To not supply those firing at you is not "collective punishment;" it's simply common sense.]

The United States largely endorses this strategy. And within the administration, many hold the expectation that Israel's collective punishment will drive Gazans to realize that their lives are growing ever more miserable the longer Hamas holds power.

In the Middle East, after 41 years of occupation and confrontation, it is now patently clear that Palestinians react to collective punishment by standing ever closer to their leaders and growing ever more angry with Israel, leading to more terrorist attacks. Unlike Washington, Israel realizes this - though at times Israelis seem to reach wistfully for the easy answer.

[The so-called "occupation" effectively ended in 1994 with the establishment of the Palestinian Authority and Israel completely left Gaza more than two years ago. The "confrontation" continues only because the Palestinian Arabs prefer war and terrorism to peace and prosperity.

There is only one reason Arab terrorists in Gaza continue to attack Israel. See below.]

Hamas sent Mahmoud Zahar, who once told me, "From our ideological point of view, it is not allowed to recognize that Israel controls one square meter of historic Palestine."

[This is the key to the entire conflict. The same basic position is enshrined not only in the Hamas Charter, but in the charter of Fatah, the supposedly "moderate" terrorist group led by Mahmoud Abbas.

Brinkley amazingly includes this quote but ignores the obvious implication: Peace is impossible as long as both Hamas and Israel exist.

The choice is clear, especially since for Hamas Israel is merely the immediate enemy and, ultimately, it looks to destroy America and the rest of Western civilization as well.

Brinkley recognizes that that half-hearted attempts to isolate Hamas (while continuing to supply Gaza and looking the other way as the supplies are turned into bombs and weapons smuggling goes on virtually unimpeded via Egypt) have failed.
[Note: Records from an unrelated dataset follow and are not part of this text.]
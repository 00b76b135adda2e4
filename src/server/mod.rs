mod error;
mod handlers;
mod upload;

use crate::classify::ImageClassifier;
use crate::estimate::{ElevationSource, EstimatorSettings};
use crate::session::SessionStore;
use anyhow::{Context, Result};
use axum::extract::DefaultBodyLimit;
use axum::routing::{delete, get, post};
use axum::Router;
use std::sync::Arc;
use tower_http::cors::CorsLayer;

/// Shared state handed to every handler
#[derive(Clone)]
pub struct AppState {
    pub sessions: Arc<SessionStore>,
    /// Avalanche / not-avalanche pre-filter; `/spamcheck` answers 503 without it
    pub spam_filter: Option<Arc<dyn ImageClassifier>>,
    /// Avalanche-type model; `/checkavalanchetype` answers 503 without it
    pub type_classifier: Option<Arc<dyn ImageClassifier>>,
    pub elevation: Arc<dyn ElevationSource>,
    pub estimator: EstimatorSettings,
}

pub fn router(state: AppState, max_upload_bytes: usize) -> Router {
    Router::new()
        .route("/upload", post(handlers::upload))
        .route("/add_point", post(handlers::add_point))
        .route("/undo", post(handlers::undo))
        .route("/estimate_size", post(handlers::estimate_size))
        .route("/spamcheck", post(handlers::spam_check))
        .route("/checkavalanchetype", post(handlers::avalanche_type))
        .route("/sessions/:id", delete(handlers::delete_session))
        .route("/health", get(handlers::health))
        .layer(DefaultBodyLimit::max(max_upload_bytes))
        .layer(CorsLayer::permissive())
        .with_state(state)
}

/// Serve until the listener fails
pub async fn serve(listener: tokio::net::TcpListener, app: Router) -> Result<()> {
    let addr = listener.local_addr().context("Listener has no local address")?;
    tracing::info!("Listening on http://{}", addr);

    axum::serve(listener, app).await.context("HTTP server failed")
}

#[cfg(test)]
mod tests {
    use super::*;
    use crate::classify::tests::FixedClassifier;
    use crate::estimate::tests::RidgeTerrain;
    use crate::render::OverlayStyle;
    use crate::session::tests::{test_png, DiscSegmenter};
    use crate::session::StoreSettings;
    use axum::body::Body;
    use axum::http::{header, Request, StatusCode};
    use base64::{engine::general_purpose::STANDARD, Engine as _};
    use serde_json::{json, Value};
    use tower::ServiceExt;

    const BOUNDARY: &str = "locator-test-boundary";

    fn state(spam_class: Option<usize>, type_class: Option<usize>) -> AppState {
        let sessions = SessionStore::new(
            Arc::new(DiscSegmenter::new(6)),
            OverlayStyle::default(),
            StoreSettings::default(),
        );
        AppState {
            sessions: Arc::new(sessions),
            spam_filter: spam_class.map(|c| Arc::new(FixedClassifier(c)) as Arc<dyn ImageClassifier>),
            type_classifier: type_class.map(|c| Arc::new(FixedClassifier(c)) as Arc<dyn ImageClassifier>),
            elevation: Arc::new(RidgeTerrain { ridge: 2_600_100.0 }),
            estimator: EstimatorSettings::default(),
        }
    }

    fn app(state: AppState) -> Router {
        router(state, 8 * 1024 * 1024)
    }

    fn multipart(bytes: &[u8]) -> Request<Body> {
        multipart_to("/upload", bytes)
    }

    fn multipart_to(uri: &str, bytes: &[u8]) -> Request<Body> {
        let mut body = Vec::new();
        body.extend_from_slice(format!("--{BOUNDARY}\r\n").as_bytes());
        body.extend_from_slice(
            b"Content-Disposition: form-data; name=\"file\"; filename=\"photo.png\"\r\nContent-Type: image/png\r\n\r\n",
        );
        body.extend_from_slice(bytes);
        body.extend_from_slice(format!("\r\n--{BOUNDARY}--\r\n").as_bytes());

        Request::post(uri)
            .header(
                header::CONTENT_TYPE,
                format!("multipart/form-data; boundary={BOUNDARY}"),
            )
            .body(Body::from(body))
            .unwrap()
    }

    fn post_json(uri: &str, body: Value) -> Request<Body> {
        Request::post(uri)
            .header(header::CONTENT_TYPE, "application/json")
            .body(Body::from(body.to_string()))
            .unwrap()
    }

    async fn send(app: &Router, req: Request<Body>) -> (StatusCode, Value) {
        let response = app.clone().oneshot(req).await.unwrap();
        let status = response.status();
        let bytes = axum::body::to_bytes(response.into_body(), usize::MAX)
            .await
            .unwrap();
        let body = if bytes.is_empty() {
            Value::Null
        } else {
            serde_json::from_slice(&bytes).unwrap()
        };
        (status, body)
    }

    fn decode_png(b64: &Value) -> image::RgbImage {
        let bytes = STANDARD.decode(b64.as_str().unwrap()).unwrap();
        image::load_from_memory(&bytes).unwrap().to_rgb8()
    }

    async fn uploaded(app: &Router) -> String {
        let (status, body) = send(app, multipart(&test_png(40, 30))).await;
        assert_eq!(status, StatusCode::OK, "{body}");
        body["session_id"].as_str().unwrap().to_string()
    }

    #[tokio::test]
    async fn upload_returns_session_and_base_image() {
        let app = app(state(None, None));
        let (status, body) = send(&app, multipart(&test_png(40, 30))).await;

        assert_eq!(status, StatusCode::OK);
        assert!(body["session_id"].is_string());
        assert_eq!(decode_png(&body["image"]).dimensions(), (40, 30));
    }

    #[tokio::test]
    async fn raw_body_upload_is_accepted() {
        let app = app(state(None, None));
        let req = Request::post("/upload")
            .header(header::CONTENT_TYPE, "image/png")
            .body(Body::from(test_png(10, 10)))
            .unwrap();
        let (status, _) = send(&app, req).await;
        assert_eq!(status, StatusCode::OK);
    }

    #[tokio::test]
    async fn undecodable_upload_is_a_decode_error() {
        let app = app(state(None, None));
        let (status, body) = send(&app, multipart(b"definitely not a png")).await;
        assert_eq!(status, StatusCode::BAD_REQUEST);
        assert_eq!(body["error"]["kind"], "decode_error");

        // the session opened for the failed upload is gone again
        let (_, body) = send(&app, Request::get("/health").body(Body::empty()).unwrap()).await;
        assert_eq!(body, json!({"status": "ok", "sessions": 0}));
    }

    #[tokio::test]
    async fn failed_upload_keeps_an_existing_session() {
        let app = app(state(None, None));
        let session = uploaded(&app).await;

        let uri = format!("/upload?session={session}");
        let (status, _) = send(&app, multipart_to(&uri, b"still not a png")).await;
        assert_eq!(status, StatusCode::BAD_REQUEST);

        let (_, body) = send(&app, Request::get("/health").body(Body::empty()).unwrap()).await;
        assert_eq!(body, json!({"status": "ok", "sessions": 1}));
    }

    #[tokio::test]
    async fn add_point_then_undo_restores_base() {
        let app = app(state(None, None));
        let session = uploaded(&app).await;

        let (status, body) = send(
            &app,
            post_json(
                &format!("/add_point?session={session}"),
                json!({"x": 20, "y": 15}),
            ),
        )
        .await;
        assert_eq!(status, StatusCode::OK, "{body}");
        let mask = decode_png(&body["mask"]);
        assert_eq!(mask.get_pixel(20, 15)[0], 255);
        assert_eq!(mask.get_pixel(0, 0)[0], 0);
        assert_eq!(body["objects"], 1);

        let (status, body) = send(&app, post_json(&format!("/undo?session={session}"), json!({}))).await;
        assert_eq!(status, StatusCode::OK);
        let base = image::load_from_memory(&test_png(40, 30)).unwrap().to_rgb8();
        assert_eq!(decode_png(&body["image"]), base);
    }

    #[tokio::test]
    async fn undo_on_empty_history_is_a_no_op() {
        let app = app(state(None, None));
        let session = uploaded(&app).await;

        let (status, body) = send(&app, post_json(&format!("/undo?session={session}"), json!({}))).await;
        assert_eq!(status, StatusCode::OK);
        assert_eq!(decode_png(&body["image"]).dimensions(), (40, 30));
    }

    #[tokio::test]
    async fn out_of_bounds_point_is_rejected() {
        let app = app(state(None, None));
        let session = uploaded(&app).await;

        let (status, body) = send(
            &app,
            post_json(
                &format!("/add_point?session={session}"),
                json!({"x": 40, "y": 0, "label": "background"}),
            ),
        )
        .await;
        assert_eq!(status, StatusCode::BAD_REQUEST);
        assert_eq!(body["error"]["kind"], "invalid_prompt");
    }

    #[tokio::test]
    async fn unknown_and_missing_sessions() {
        let app = app(state(None, None));

        let uri = format!("/undo?session={}", uuid::Uuid::new_v4());
        let (status, body) = send(&app, post_json(&uri, json!({}))).await;
        assert_eq!(status, StatusCode::NOT_FOUND);
        assert_eq!(body["error"]["kind"], "unknown_session");

        let (status, body) = send(&app, post_json("/add_point", json!({"x": 1, "y": 1}))).await;
        assert_eq!(status, StatusCode::BAD_REQUEST);
        assert_eq!(body["error"]["kind"], "invalid_request");
    }

    #[tokio::test]
    async fn session_can_be_deleted() {
        let app = app(state(None, None));
        let session = uploaded(&app).await;

        let delete = |id: &str| {
            Request::delete(format!("/sessions/{id}"))
                .body(Body::empty())
                .unwrap()
        };
        let (status, _) = send(&app, delete(&session)).await;
        assert_eq!(status, StatusCode::NO_CONTENT);
        let (status, _) = send(&app, delete(&session)).await;
        assert_eq!(status, StatusCode::NOT_FOUND);

        let (_, body) = send(&app, Request::get("/health").body(Body::empty()).unwrap()).await;
        assert_eq!(body, json!({"status": "ok", "sessions": 0}));
    }

    #[tokio::test]
    async fn estimate_size_uses_current_mask_by_default() {
        let app = app(state(None, None));
        let session = uploaded(&app).await;
        send(
            &app,
            post_json(
                &format!("/add_point?session={session}"),
                json!({"x": 20, "y": 15}),
            ),
        )
        .await;

        let (status, body) = send(
            &app,
            post_json(
                &format!("/estimate_size?session={session}"),
                json!({
                    "avalanche": {"easting": 2_600_300.0, "northing": 1_200_400.0},
                    "photographer": {"easting": 2_600_000.0, "northing": 1_200_000.0},
                    "camera_name": "Xiaomi 11 Pro",
                    "focal_length_mm": 26.0
                }),
            ),
        )
        .await;

        assert_eq!(status, StatusCode::OK, "{body}");
        assert_eq!(body["relative_size"]["kind"], "mask_fraction");
        let fraction = body["relative_size"]["value"].as_f64().unwrap();
        assert!(fraction > 0.0 && fraction < 1.0);

        let distance = body["distance"].as_f64().unwrap();
        assert!((distance - 290_000.0_f64.sqrt()).abs() < 1e-6);
        assert!((body["tilt"]["east"].as_f64().unwrap() - 45.0).abs() < 1e-6);

        let width = body["width"].as_f64().unwrap();
        let height = body["height"].as_f64().unwrap();
        let area = body["finalsize"].as_f64().unwrap();
        assert!((area - fraction * width * height).abs() < 1e-6 * area.max(1.0));
    }

    #[tokio::test]
    async fn estimate_size_without_camera_is_missing_metadata() {
        let app = app(state(None, None));
        let session = uploaded(&app).await;

        let (status, body) = send(
            &app,
            post_json(
                &format!("/estimate_size?session={session}"),
                json!({
                    "avalanche": {"easting": 2_600_300.0, "northing": 1_200_400.0},
                    "photographer": {"easting": 2_600_000.0, "northing": 1_200_000.0},
                    "relative_size": 0.3
                }),
            ),
        )
        .await;
        assert_eq!(status, StatusCode::BAD_REQUEST);
        assert_eq!(body["error"]["kind"], "missing_metadata");
    }

    #[tokio::test]
    async fn spam_check_gates_the_upload() {
        let app = app(state(Some(0), None));
        let (status, body) = send(&app, multipart_to("/spamcheck", &test_png(16, 16))).await;
        assert_eq!(status, StatusCode::OK);
        assert_eq!(body, json!({"spam": true}));

        let app = self::app(state(Some(1), None));
        let (status, body) = send(&app, multipart_to("/spamcheck", &test_png(16, 16))).await;
        assert_eq!(status, StatusCode::OK);
        assert_eq!(body["spam"], false);
        let session = body["session_id"].as_str().unwrap();
        assert_eq!(decode_png(&body["image"]).dimensions(), (16, 16));

        let (status, _) = send(
            &app,
            post_json(&format!("/add_point?session={session}"), json!({"x": 3, "y": 3})),
        )
        .await;
        assert_eq!(status, StatusCode::OK);
    }

    #[tokio::test]
    async fn classifiers_report_when_unconfigured() {
        let app = app(state(None, None));
        let (status, body) = send(&app, multipart_to("/checkavalanchetype", &test_png(8, 8))).await;
        assert_eq!(status, StatusCode::SERVICE_UNAVAILABLE);
        assert_eq!(body["error"]["kind"], "not_configured");
    }

    #[tokio::test]
    async fn avalanche_type_is_labelled() {
        let app = app(state(None, Some(2)));
        let (status, body) = send(&app, multipart_to("/checkavalanchetype", &test_png(8, 8))).await;
        assert_eq!(status, StatusCode::OK);
        assert_eq!(body, json!({"avalanche_type": 2, "label": "loose"}));
    }
}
It's long past time to get serious.

It's perhaps symbolic that Brinkley's wrongheaded commentary appeared the same day Arab terrorists attacked in Dimona.
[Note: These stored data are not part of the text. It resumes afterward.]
//! WebSocket stream handler
//!
//! Runs one accepted connection: WebSocket handshake, registration, the read
//! loop that fans inbound messages out through the registry, and cleanup.

use std::sync::Arc;
use std::time::Duration;

use futures_util::{SinkExt, StreamExt};
use tokio::net::TcpStream;
use tokio::sync::{broadcast, mpsc};
use tokio_tungstenite::tungstenite::protocol::WebSocketConfig;
use tokio_util::sync::CancellationToken;
use tracing::{debug, error, info, warn};

use crate::codec::{self, Frame};
use crate::config::CONNECTION_BUFFER_SIZE;
use crate::error::Result;
use crate::feed::Feed;
use crate::message::WireMessage;
use crate::server::registry::ConnectionRegistry;
use crate::types::ClientId;

/// How long the write task gets to flush and send its close frame
const WRITE_DRAIN_TIMEOUT: Duration = Duration::from_secs(2);

/// Per-connection read loop shared by all accepted connections
pub struct StreamHandler {
    registry: Arc<ConnectionRegistry>,
    inbound: Feed<WireMessage>,
    max_message_size: usize,
}

impl StreamHandler {
    pub fn new(registry: Arc<ConnectionRegistry>, max_message_size: usize) -> Self {
        Self {
            registry,
            inbound: Feed::default(),
            max_message_size,
        }
    }

    pub fn registry(&self) -> &Arc<ConnectionRegistry> {
        &self.registry
    }

    /// Raw messages received from any client
    pub fn inbound(&self) -> broadcast::Receiver<WireMessage> {
        self.inbound.subscribe()
    }

    /// Handle a new TCP connection until it ends or `shutdown` fires
    ///
    /// The connection is unregistered on every exit path once registered.
    pub async fn handle_connection(
        &self,
        stream: TcpStream,
        shutdown: CancellationToken,
    ) -> Result<()> {
        let peer_addr = stream
            .peer_addr()
            .map(|a| a.to_string())
            .unwrap_or_else(|_| "unknown".to_string());

        debug!("New TCP connection from {}", peer_addr);

        // WebSocket handshake
        let mut config = WebSocketConfig::default();
        config.max_message_size = Some(self.max_message_size);
        config.max_frame_size = Some(self.max_message_size);
        let ws_stream = tokio_tungstenite::accept_async_with_config(stream, Some(config)).await?;
        let (mut ws_sender, mut ws_receiver) = ws_stream.split();

        // Channel for registry -> client messages
        let (msg_tx, mut msg_rx) = mpsc::channel::<WireMessage>(CONNECTION_BUFFER_SIZE);

        // Write task (WireMessage -> WebSocket); ends once the registry drops the sender
        let mut write_task = tokio::spawn(async move {
            while let Some(msg) = msg_rx.recv().await {
                match codec::to_frame(&msg) {
                    Ok(frame) => {
                        if ws_sender.send(frame).await.is_err() {
                            debug!("WebSocket send failed, ending write task");
                            break;
                        }
                    }
                    Err(e) => {
                        error!("Failed to serialize message: {}", e);
                    }
                }
            }

            // Send close frame when done
            let _ = ws_sender.close().await;
        });

        let registration = Registration::new(&self.registry, Arc::new(msg_tx));
        let client_id = registration.client_id;
        info!("Client {} connected from {}", client_id, peer_addr);

        let mut write_finished = false;
        loop {
            let next = tokio::select! {
                _ = shutdown.cancelled() => {
                    debug!("Shutdown ends read loop for {}", client_id);
                    break;
                }
                _ = &mut write_task => {
                    debug!("Write task ended for {}", client_id);
                    write_finished = true;
                    break;
                }
                next = ws_receiver.next() => next,
            };

            match next {
                Some(Ok(frame)) => match codec::from_frame(frame) {
                    Ok(Frame::Message(wire)) => tokio::select! {
                        _ = shutdown.cancelled() => {
                            debug!("Shutdown interrupts broadcast from {}", client_id);
                            break;
                        }
                        _ = self.forward(client_id, wire) => {}
                    },
                    Ok(Frame::Control) => {}
                    Ok(Frame::Close) => {
                        debug!("Client {} sent close frame", client_id);
                        break;
                    }
                    Err(e) => {
                        warn!("Invalid message from {}: {}", client_id, e);
                    }
                },
                Some(Err(e)) => {
                    error!("WebSocket error for {}: {}", client_id, e);
                    break;
                }
                None => break,
            }
        }

        drop(registration);

        if !write_finished {
            if tokio::time::timeout(WRITE_DRAIN_TIMEOUT, &mut write_task)
                .await
                .is_err()
            {
                warn!("Write task for {} did not drain, aborting", client_id);
                write_task.abort();
            }
        }

        info!("Client {} disconnected", client_id);
        Ok(())
    }

    /// Fan an inbound message out to every other client, then publish it locally
    async fn forward(&self, sender_id: ClientId, wire: WireMessage) {
        let delivered = self.registry.broadcast(&wire, Some(sender_id)).await;
        debug!("Message from {} delivered to {} clients", sender_id, delivered);
        self.inbound.publish(wire);
    }
}

/// Keeps a connection registered until dropped
struct Registration<'a> {
    registry: &'a ConnectionRegistry,
    client_id: ClientId,
}

impl<'a> Registration<'a> {
    fn new(registry: &'a ConnectionRegistry, writer: Arc<mpsc::Sender<WireMessage>>) -> Self {
        let client_id = registry.register(writer);
        Self {
            registry,
            client_id,
        }
    }
}

impl Drop for Registration<'_> {
    fn drop(&mut self) {
        self.registry.unregister(self.client_id);
    }
}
Early reports indicate the terrorists were among those who crossed from Gaza into Egypt when Hamas destroyed the border, illustrating the real purpose of that action: the cross-pollination of terrorists in Gaza and the Sinai.

The long-planned action had nothing to do with the phony, staged blackout; it had to do with enhancing the capabilities of the terrorists, both within and outside Gaza.]